# Question for BS?



## LeslieH (Apr 3, 2012)

How long till you allowed your WS to touch you again? A hand hold, anything? I know my confession is still very fresh (3 weeks), but I'm finding it very depressing to not be able to even touch him. When we were together we've gone longer without touching (3 months-business travel) but I've never craved it this badly. Every time we meet, I can't stop crying. I know that probably makes me less attractive. But I'm not looking for anything sexual, I just want to hold his hand. 

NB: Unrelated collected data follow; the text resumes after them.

use calamine::{open_workbook_auto_from_rs, Data, Reader};
use regex::Regex;
use std::collections::HashMap;
use std::io::{Cursor, Read};
use std::path::Path;
use std::sync::LazyLock;

use crate::error::{Error, Result};
use crate::types::DocumentFormat;

static HTML_BLOCK_RE: LazyLock<Regex> = LazyLock::new(|| {
    Regex::new(r"(?is)<(script|style)[^>]*>.*?</(script|style)>").expect("html block regex is valid")
});
static HTML_TAG_RE: LazyLock<Regex> =
    LazyLock::new(|| Regex::new(r"(?s)<[^>]+>").expect("html tag regex is valid"));
static BLANK_LINES_RE: LazyLock<Regex> =
    LazyLock::new(|| Regex::new(r"\n{3,}").expect("blank lines regex is valid"));

#[derive(Debug, Clone)]
pub struct ParsedDocument {
    pub content: String,
    pub title: String,
    pub metadata: HashMap<String, String>,
    pub format: DocumentFormat,
}

#[derive(Debug, Default, Clone, Copy)]
pub struct DocumentParser;

impl DocumentParser {
    pub fn new() -> Self {
        Self
    }

    /// Extract text from an uploaded file. Images and unknown formats have
    /// no text parser and return `Error::Parse`.
    pub fn parse_bytes(&self, bytes: &[u8], filename: &str) -> Result<ParsedDocument> {
        let format = DocumentFormat::from_filename(filename);
        let title = Path::new(filename)
            .file_stem()
            .and_then(|n| n.to_str())
            .unwrap_or("untitled")
            .to_string();

        let content = match format {
            DocumentFormat::Txt | DocumentFormat::Markdown => decode_text(bytes),
            DocumentFormat::Html => strip_html_tags(&decode_text(bytes)),
            DocumentFormat::Json => self.parse_json(bytes)?,
            DocumentFormat::Csv => self.parse_csv(bytes)?,
            DocumentFormat::Spreadsheet => self.parse_spreadsheet(bytes)?,
            DocumentFormat::Pdf => self.parse_pdf(bytes)?,
            DocumentFormat::Word => self.parse_docx(bytes)?,
            DocumentFormat::Image | DocumentFormat::Unknown => {
                return Err(Error::Parse(format!("no text parser for {}", filename)))
            }
        };

        if content.trim().is_empty() {
            return Err(Error::Parse(format!("{} contains no extractable text", filename)));
        }

        let mut metadata = HashMap::new();
        metadata.insert("filename".to_string(), filename.to_string());
        metadata.insert("file_size".to_string(), bytes.len().to_string());
        metadata.insert("format".to_string(), format!("{:?}", format));

        Ok(ParsedDocument {
            content,
            title,
            metadata,
            format,
        })
    }

    fn parse_pdf(&self, bytes: &[u8]) -> Result<String> {
        // Layer 1: pdf_extract for fast text extraction. It panics on some
        // malformed streams, so the panic is contained here.
        let extracted = std::panic::catch_unwind(|| pdf_extract::extract_text_from_mem(bytes));
        if let Ok(Ok(text)) = extracted {
            let cleaned = text
                .lines()
                .map(|line| line.trim())
                .filter(|line| !line.is_empty())
                .collect::<Vec<_>>()
                .join("\n");
            if !cleaned.is_empty() {
                return Ok(cleaned);
            }
        }

        // pdf_extract failed, try lopdf's content stream parsing
        let doc = lopdf::Document::load_mem(bytes)
            .map_err(|e| Error::Parse(format!("PDF could not be loaded: {}", e)))?;
        let pages: Vec<u32> = doc.get_pages().keys().copied().collect();
        let text = doc
            .extract_text(&pages)
            .map_err(|e| Error::Parse(format!("PDF text extraction failed: {}", e)))?;
        if text.trim().is_empty() {
            return Err(Error::Parse(
                "PDF contains no extractable text (scanned/image-based)".into(),
            ));
        }
        Ok(text)
    }

    fn parse_docx(&self, bytes: &[u8]) -> Result<String> {
        let mut archive = zip::ZipArchive::new(Cursor::new(bytes))
            .map_err(|e| Error::Parse(format!("Failed to read DOCX as ZIP: {}", e)))?;

        let mut xml_content = String::new();
        archive
            .by_name("word/document.xml")
            .map_err(|e| Error::Parse(format!("DOCX missing word/document.xml: {}", e)))?
            .read_to_string(&mut xml_content)?;

        Ok(extract_docx_text(&xml_content))
    }

    /// Flatten a spreadsheet into text, one row per line, pipe-separated.
    fn parse_spreadsheet(&self, bytes: &[u8]) -> Result<String> {
        let sheets = read_workbook(bytes)?;
        let multi = sheets.len() > 1;
        let mut all_text = String::new();
        for (name, rows) in sheets {
            if multi {
                all_text.push_str(&format!("\n--- Sheet: {} ---\n", name));
            }
            for row in rows {
                all_text.push_str(&row.join(" | "));
                all_text.push('\n');
            }
        }
        Ok(all_text)
    }

    fn parse_csv(&self, bytes: &[u8]) -> Result<String> {
        let rows = read_csv_rows(bytes)?;
        Ok(rows
            .iter()
            .map(|r| r.join(" | "))
            .collect::<Vec<_>>()
            .join("\n"))
    }

    /// JSON becomes `key: value` lines; arrays of objects become one block each.
    fn parse_json(&self, bytes: &[u8]) -> Result<String> {
        let value: serde_json::Value = serde_json::from_slice(bytes)
            .map_err(|e| Error::Parse(format!("invalid JSON: {}", e)))?;
        let mut out = String::new();
        flatten_json(&value, "", &mut out);
        Ok(out.trim().to_string())
    }
}

/// All non-empty rows of every sheet, as strings.
pub fn read_workbook(bytes: &[u8]) -> Result<Vec<(String, Vec<Vec<String>>)>> {
    let mut workbook = open_workbook_auto_from_rs(Cursor::new(bytes.to_vec()))
        .map_err(|e| Error::Parse(format!("Failed to open spreadsheet: {}", e)))?;

    let sheet_names: Vec<String> = workbook.sheet_names().to_vec();
    if sheet_names.is_empty() {
        return Err(Error::Parse("Spreadsheet has no sheets".into()));
    }

    let mut sheets = Vec::new();
    for sheet_name in sheet_names {
        let range = match workbook.worksheet_range(&sheet_name) {
            Ok(r) => r,
            Err(e) => {
                tracing::warn!(sheet = %sheet_name, error = %e, "Skipping unreadable sheet");
                continue;
            }
        };
        let rows: Vec<Vec<String>> = range
            .rows()
            .map(|row| row.iter().map(cell_to_string).collect::<Vec<_>>())
            .filter(|cells: &Vec<String>| cells.iter().any(|c| !c.is_empty()))
            .collect();
        if !rows.is_empty() {
            sheets.push((sheet_name, rows));
        }
    }
    Ok(sheets)
}

pub fn read_csv_rows(bytes: &[u8]) -> Result<Vec<Vec<String>>> {
    let mut reader = csv::ReaderBuilder::new()
        .has_headers(false)
        .flexible(true)
        .from_reader(bytes);
    let mut rows = Vec::new();
    for record in reader.records() {
        let record = record.map_err(|e| Error::Parse(format!("invalid CSV: {}", e)))?;
        let cells: Vec<String> = record.iter().map(|c| c.trim().to_string()).collect();
        if cells.iter().any(|c| !c.is_empty()) {
            rows.push(cells);
        }
    }
    Ok(rows)
}

fn decode_text(bytes: &[u8]) -> String {
    let text = String::from_utf8_lossy(bytes);
    text.trim_start_matches('\u{feff}').replace("\r\n", "\n")
}

fn flatten_json(value: &serde_json::Value, prefix: &str, out: &mut String) {
    use serde_json::Value;
    match value {
        Value::Object(map) => {
            for (k, v) in map {
                let key = if prefix.is_empty() { k.clone() } else { format!("{}.{}", prefix, k) };
                flatten_json(v, &key, out);
            }
        }
        Value::Array(items) => {
            for item in items {
                flatten_json(item, prefix, out);
                if item.is_object() {
                    out.push('\n');
                }
            }
        }
        Value::Null => {}
        Value::String(s) if prefix.is_empty() => {
            out.push_str(s);
            out.push('\n');
        }
        other => {
            let text = match other {
                Value::String(s) => s.clone(),
                v => v.to_string(),
            };
            if prefix.is_empty() {
                out.push_str(&text);
            } else {
                out.push_str(&format!("{}: {}", prefix, text));
            }
            out.push('\n');
        }
    }
}

pub(crate) fn cell_to_string(cell: &Data) -> String {
    match cell {
        Data::Empty => String::new(),
        Data::String(s) => s.trim().to_string(),
        Data::Int(i) => i.to_string(),
        Data::Float(f) => {
            // Use integer display when the float is a whole number (e.g. 1500.0 -> "1500")
            if f.fract() == 0.0 && f.abs() < i64::MAX as f64 {
                (*f as i64).to_string()
            } else {
                format!("{:.4}", f).trim_end_matches('0').trim_end_matches('.').to_string()
            }
        }
        Data::Bool(b) => if *b { "TRUE" } else { "FALSE" }.to_string(),
        Data::Error(e) => format!("#ERR:{:?}", e),
        Data::DateTime(dt) => dt.to_string(),
        Data::DateTimeIso(s) => s.clone(),
        Data::DurationIso(s) => s.clone(),
    }
}

fn strip_html_tags(html: &str) -> String {
    let without_blocks = HTML_BLOCK_RE.replace_all(html, " ");
    let with_breaks = without_blocks
        .replace("<br>", "\n")
        .replace("<br/>", "\n")
        .replace("</p>", "\n")
        .replace("</div>", "\n");
    let text = HTML_TAG_RE.replace_all(&with_breaks, "");
    let decoded = text
        .replace("&nbsp;", " ")
        .replace("&amp;", "&")
        .replace("&lt;", "<")
        .replace("&gt;", ">")
        .replace("&quot;", "\"");
    let lines: Vec<&str> = decoded.lines().map(str::trim).collect();
    BLANK_LINES_RE.replace_all(&lines.join("\n"), "\n\n").trim().to_string()
}

/// Pull paragraph text out of `word/document.xml`: `<w:t>` runs joined per `<w:p>`.
fn extract_docx_text(xml: &str) -> String {
    let mut paragraphs = Vec::new();
    for para in xml.split("</w:p>") {
        let mut text = String::new();
        let mut rest = para;
        while let Some(start) = rest.find("<w:t") {
            let after = &rest[start + 4..];
            // Skip <w:tab/>, <w:tbl> and friends.
            if !(after.starts_with('>') || after.starts_with(' ')) {
                rest = after;
                continue;
            }
            let Some(open_end) = after.find('>') else { break };
            let body = &after[open_end + 1..];
            let Some(close) = body.find("</w:t>") else { break };
            text.push_str(&body[..close]);
            rest = &body[close + 6..];
        }
        if !text.is_empty() {
            paragraphs.push(text);
        }
    }
    paragraphs.join("\n")
}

Sorry, not looking for sympathy but I'm just wondering how long? I know that it's not a good idea to just grab him, but I'm getting a bit delirious and really want to just do it.


----------



## calvin (Jan 7, 2012)

Was it a Ea or PA,to some it doesnt matter,to others it can be a huge difference,my WW had a EA,nothing physical but they did meet up in public places,lot of text,phone and an ex hs bf she found on fb.Circumstances matter.
_Posted via Mobile Device_


----------



## Will_Kane (Feb 26, 2012)

Did he say not to touch him? If not, just go for it. I doubt he'll get mad if you try to hold his hand.


----------



## Entropy3000 (May 11, 2011)

Hang in there Leslie. This is tough stuff.


----------



## Beowulf (Dec 7, 2011)

Leslie,

You think he's not touching you because he is disgusted by what you did. You think he's not touching you because he doesn't love you. You maybe think he's not touching you because he's trying to hurt you. None of that is true. As strange as this may sound, its not about you.

The reason he's not touching you is he is afraid. He is so very hurt right now. He feels like if he loses control, if he isn't concentrating all the time to control his feelings he will literally come apart at the seams. He knows if he touches you he will break down and lose his concentration. I know how he feels. I remember it.

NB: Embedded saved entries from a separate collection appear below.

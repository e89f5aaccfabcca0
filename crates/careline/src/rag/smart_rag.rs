//! Intent-aware retrieval that boils hits down to a short factual snippet.

use regex::Regex;
use serde::{Deserialize, Serialize};
use sha1::{Digest, Sha1};
use std::sync::LazyLock;
use std::time::Duration;

use super::intent_analyzer::{Intent, IntentAnalysis};
use super::query_rewriter::QueryRewriter;
use super::retriever::VectorRetriever;
use crate::cache::TtlCache;
use crate::config::{CacheConfig, RetrievalConfig};
use crate::memory::MemorySnapshot;
use crate::types::{DocumentFilter, RetrievalHit};

pub const SNIPPET_SEPARATOR: &str = "；";
const MAX_FACTS: usize = 3;
/// Hit text used when no structured fact could be extracted.
const FALLBACK_SNIPPET_CHARS: usize = 150;

pub static INSTITUTION_RE: LazyLock<Regex> = LazyLock::new(|| {
    Regex::new(r"[\p{Han}A-Za-z]{2,20}(?:醫院|中心|機構|基金會)").expect("institution regex is valid")
});
pub static PHONE_RE: LazyLock<Regex> = LazyLock::new(|| {
    Regex::new(
        r"0800-\d{6}|\(0?\d{1,2}\)\s?\d{3,4}-\d{4}|0\d{1,2}-\d{3,4}-\d{4}|0\d-\d{4}-\d{4}|0\d{9}",
    )
    .expect("phone regex is valid")
});
pub static ADDRESS_RE: LazyLock<Regex> = LazyLock::new(|| {
    Regex::new(r"(?:高雄市)?\w+[區市]\w+[路街]\w+號").expect("address regex is valid")
});

#[derive(Debug, Clone, Default, PartialEq, Serialize, Deserialize)]
pub struct RagOutcome {
    /// The query actually sent to the retriever, prefix included.
    pub query: String,
    pub snippet: String,
    /// Titles of the documents the snippet was drawn from.
    pub sources: Vec<String>,
    pub cached: bool,
}

pub struct SmartRag {
    retriever: VectorRetriever,
    rewriter: QueryRewriter,
    cache: TtlCache<String, RagOutcome>,
    k: usize,
    threshold: f32,
}

impl SmartRag {
    pub fn new(
        retriever: VectorRetriever,
        rewriter: QueryRewriter,
        retrieval: &RetrievalConfig,
        caches: &CacheConfig,
    ) -> Self {
        Self {
            retriever,
            rewriter,
            cache: TtlCache::new(caches.rag_capacity, Duration::from_secs(caches.rag_ttl_secs)),
            k: retrieval.chat_k,
            threshold: retrieval.chat_threshold,
        }
    }

    /// Never fails; retrieval problems produce an empty snippet.
    pub async fn retrieve_for_intent(
        &self,
        user_turn: &str,
        analysis: &IntentAnalysis,
        memory: &MemorySnapshot,
    ) -> RagOutcome {
        let rewritten = self.rewriter.contextualise(user_turn, memory).await;
        let prefix = intent_prefix(analysis.intent);
        let query = if prefix.is_empty() {
            rewritten.rewritten_query.clone()
        } else {
            format!("{} {}", prefix, rewritten.rewritten_query)
        };

        let key = cache_key(prefix, &rewritten.rewritten_query);
        if let Some(mut hit) = self.cache.get(&key) {
            tracing::debug!(query = %query, "RAG cache hit");
            hit.cached = true;
            return hit;
        }

        let filter = DocumentFilter::default();
        let hits = match self.retriever.retrieve(&query, self.k, self.threshold, &filter).await {
            Ok(hits) => hits,
            Err(e) if !analysis.search_keywords.is_empty() => {
                tracing::warn!(error = %e, "Vector retrieval failed, trying keywords");
                match self
                    .retriever
                    .retrieve_by_keywords(&analysis.search_keywords, self.k, &filter)
                    .await
                {
                    Ok(hits) => hits,
                    Err(e) => {
                        tracing::warn!(error = %e, "Keyword retrieval failed");
                        return RagOutcome { query, ..RagOutcome::default() };
                    }
                }
            }
            Err(e) => {
                tracing::warn!(error = %e, "Retrieval failed, continuing without snippet");
                return RagOutcome { query, ..RagOutcome::default() };
            }
        };

        let outcome = RagOutcome {
            snippet: build_snippet(&hits),
            sources: dedup(hits.iter().map(|h| h.title.clone())),
            query,
            cached: false,
        };
        tracing::info!(
            hits = hits.len(),
            snippet_chars = outcome.snippet.chars().count(),
            used_context = rewritten.used_context,
            "Smart RAG"
        );
        self.cache.insert(key, outcome.clone());
        outcome
    }
}

pub fn intent_prefix(intent: Intent) -> &'static str {
    match intent {
        Intent::Crisis => "自殺防治 心理諮商 緊急求助",
        Intent::Help => "戒毒 戒癮 治療",
        _ => "",
    }
}

fn cache_key(prefix: &str, query: &str) -> String {
    let digest = Sha1::digest(format!("{}{}", prefix, query).as_bytes());
    let hex = format!("{:x}", digest);
    hex.chars().take(50).collect()
}

/// Up to three distinct facts (institution, phone, address per hit) joined
/// by `；`. Falls back to the start of the best hit when nothing matches.
pub fn build_snippet(hits: &[RetrievalHit]) -> String {
    let mut facts: Vec<String> = Vec::new();
    for hit in hits {
        let text = hit.content.as_str();
        let candidates = [
            INSTITUTION_RE.find(text),
            PHONE_RE.find(text),
            ADDRESS_RE.find(text),
        ];
        for found in candidates.into_iter().flatten() {
            let fact = found.as_str().trim().to_string();
            if !facts.contains(&fact) {
                facts.push(fact);
            }
        }
        if facts.len() >= MAX_FACTS {
            break;
        }
    }
    facts.truncate(MAX_FACTS);

    if facts.is_empty() {
        return hits
            .first()
            .map(|h| h.content.chars().take(FALLBACK_SNIPPET_CHARS).collect())
            .unwrap_or_default();
    }
    facts.join(SNIPPET_SEPARATOR)
}

fn dedup(items: impl Iterator<Item = String>) -> Vec<String> {
    let mut out: Vec<String> = Vec::new();
    for item in items {
        if !out.contains(&item) {
            out.push(item);
        }
    }
    out
}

It was weeks before I touched Morrigan again. I think it wasn't until after I had my mini breakdown that I really touched her and meant it. He's going to counseling with you. He's still talking to you. He's trying to work through this issue and reconcile with you. Stay strong and don't worry about breaking down and crying. He needs to know you are remorseful. He needs to see and know you are hurting like he is. It takes time.


----------



## Gabriel (May 10, 2011)

I disagree that your crying makes you less attractive. Crying makes men less attractive for sure. Crying also makes the betrayed less desirable. But crying from the WS shows their spouse they are truly hurting and remorseful for what they've done. I wouldn't be afraid to cry in front of your husband.

It's a complicated matter, for sure. But you might want to start by just resting your hand on his ankle or knee when you talk to him. Show complete submission, even desperation.

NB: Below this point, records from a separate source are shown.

//! Deterministic stand-ins for the model providers, shared by unit tests.

use anyhow::anyhow;
use async_trait::async_trait;
use chrono::{Duration, Utc};
use parking_lot::Mutex;
use serde_json::json;
use uuid::Uuid;

use crate::embeddings::EmbeddingModel;
use crate::llm::{ChatMessage, GenerationConfig, LLMProvider, ProviderInfo};
use crate::memory::{build_snapshot, MemorySnapshot};
use crate::processing::TextChunker;
use crate::storage::Store;
use crate::types::{KnowledgeChunk, KnowledgeDocument, Meta, NewDocument, Turn};

enum Reply {
    Text(String),
    Fail,
}

/// Answers by the first rule whose needle occurs anywhere in the prompt.
pub struct ScriptedLLM {
    rules: Vec<(String, Reply)>,
    default: Option<String>,
    prompts: Mutex<Vec<String>>,
}

impl ScriptedLLM {
    pub fn new() -> Self {
        Self {
            rules: Vec::new(),
            default: None,
            prompts: Mutex::new(Vec::new()),
        }
    }

    pub fn on(mut self, needle: &str, response: &str) -> Self {
        self.rules.push((needle.to_string(), Reply::Text(response.to_string())));
        self
    }

    pub fn fail_on(mut self, needle: &str) -> Self {
        self.rules.push((needle.to_string(), Reply::Fail));
        self
    }

    pub fn with_default(mut self, response: &str) -> Self {
        self.default = Some(response.to_string());
        self
    }

    /// Every prompt seen so far, messages joined by newlines.
    pub fn prompts(&self) -> Vec<String> {
        self.prompts.lock().clone()
    }
}

#[async_trait]
impl LLMProvider for ScriptedLLM {
    async fn chat(&self, messages: &[ChatMessage], _config: &GenerationConfig) -> anyhow::Result<String> {
        let prompt = messages
            .iter()
            .map(|m| m.content.as_str())
            .collect::<Vec<_>>()
            .join("\n");
        self.prompts.lock().push(prompt.clone());

        for (needle, reply) in &self.rules {
            if prompt.contains(needle.as_str()) {
                return match reply {
                    Reply::Text(text) => Ok(text.clone()),
                    Reply::Fail => Err(anyhow!("scripted failure for {}", needle)),
                };
            }
        }
        self.default
            .clone()
            .ok_or_else(|| anyhow!("no scripted response"))
    }

    fn info(&self) -> ProviderInfo {
        ProviderInfo {
            name: "scripted".into(),
            model: "scripted".into(),
            is_local: true,
        }
    }
}

pub struct FailingLLM;

#[async_trait]
impl LLMProvider for FailingLLM {
    async fn chat(&self, _messages: &[ChatMessage], _config: &GenerationConfig) -> anyhow::Result<String> {
        Err(anyhow!("provider unavailable"))
    }

    fn info(&self) -> ProviderInfo {
        ProviderInfo {
            name: "failing".into(),
            model: "none".into(),
            is_local: true,
        }
    }
}

const CONCEPTS: &[&[&str]] = &[
    &["戒毒", "戒癮"],
    &["治療", "門診", "醫療"],
    &["毒防局", "毒品危害防制"],
    &["醫院", "中心", "機構", "基金會"],
    &["凱旋"],
    &["電話", "聯絡", "專線"],
    &["地址", "在哪", "哪裡", "地點", "路"],
    &["自殺", "輕生", "解脫", "想死"],
    &["心理", "諮商", "情緒"],
    &["緊急", "求助", "1995"],
    &["天氣", "晴天", "下雨"],
    &["家人", "家屬"],
    &["圖片", "媒體", "海報"],
];

/// Bag-of-concepts embedder: one dimension per synonym group, 1.0 when any
/// term of the group occurs. Text with no known concept embeds to zeros and
/// so never matches anything.
pub struct ConceptEmbedder;

impl ConceptEmbedder {
    pub fn new() -> Self {
        Self
    }
}

#[async_trait]
impl EmbeddingModel for ConceptEmbedder {
    async fn embed(&self, text: &str) -> crate::Result<Vec<f32>> {
        Ok(CONCEPTS
            .iter()
            .map(|terms| if terms.iter().any(|t| text.contains(t)) { 1.0 } else { 0.0 })
            .collect())
    }

    fn dimension(&self) -> usize {
        CONCEPTS.len()
    }
}

/// Build a snapshot from `(role, content, care_stage)` triples, one second apart.
pub fn memory_with(turns: &[(&str, &str, Option<u8>)]) -> MemorySnapshot {
    let base = Utc::now() - Duration::minutes(10);
    let turns: Vec<Turn> = turns
        .iter()
        .enumerate()
        .map(|(i, (role, content, stage))| {
            let at = base + Duration::seconds(i as i64);
            if *role == "user" {
                Turn::user(*content, at)
            } else {
                let mut meta = Meta::new();
                if let Some(stage) = stage {
                    meta.insert("care_stage".into(), json!(stage));
                }
                Turn::assistant(*content, at, meta)
            }
        })
        .collect();
    build_snapshot(Uuid::new_v4(), turns, true)
}

/// Index a document straight into the store.
pub async fn seed_document(
    store: &Store,
    embedder: &dyn EmbeddingModel,
    title: &str,
    content: &str,
    category: &str,
) -> Uuid {
    let new = NewDocument {
        title: title.to_string(),
        content: content.to_string(),
        source: "test".to_string(),
        category: category.to_string(),
        lang: "zh-TW".to_string(),
        published_date: None,
    };
    let now = Utc::now();
    let doc = KnowledgeDocument {
        id: Uuid::new_v4(),
        title: new.title.clone(),
        content: new.content.clone(),
        source: new.source.clone(),
        category: new.category.clone(),
        lang: new.lang.clone(),
        published_date: None,
        created_at: now,
        updated_at: now,
    };
    let mut chunks = Vec::new();
    for piece in TextChunker::default().chunk_document(&new) {
        chunks.push(KnowledgeChunk {
            document_id: doc.id,
            chunk_index: piece.index,
            embedding: embedder.embed(&piece.content).await.unwrap(),
            content: piece.content,
            metadata: piece.metadata,
        });
    }
    let id = doc.id;
    store.insert_document(doc, chunks).await.unwrap();
    id
}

My W did this at times during the very early stages after DDay, and it showed me her door was open.


----------



## LeslieH (Apr 3, 2012)

thanks for the support guys

I am just so depressed right now. I can't sleep. I just think about what I've done to him. I'm kind of on this downward spiral. I started smoking again. I'm not drinking excessively but I am drinking a lot more consistently than I used to. I can't sleep. I was using work as a way to stay focused, but I can't even stay focused at work anymore. During my last session, my therapist had me go over what happened so I could see where my first misstep happened. Ever since then I keep replaying the affair in my mind and I just feel more and more terrible. I think it hurts so much because the last time I felt good was when I was with that person. I don't want that in my memory.

I keep having fantasies about not being around anymore. I know I'm not going to hurt myself because that would be an even more terrible thing to do to my husband. 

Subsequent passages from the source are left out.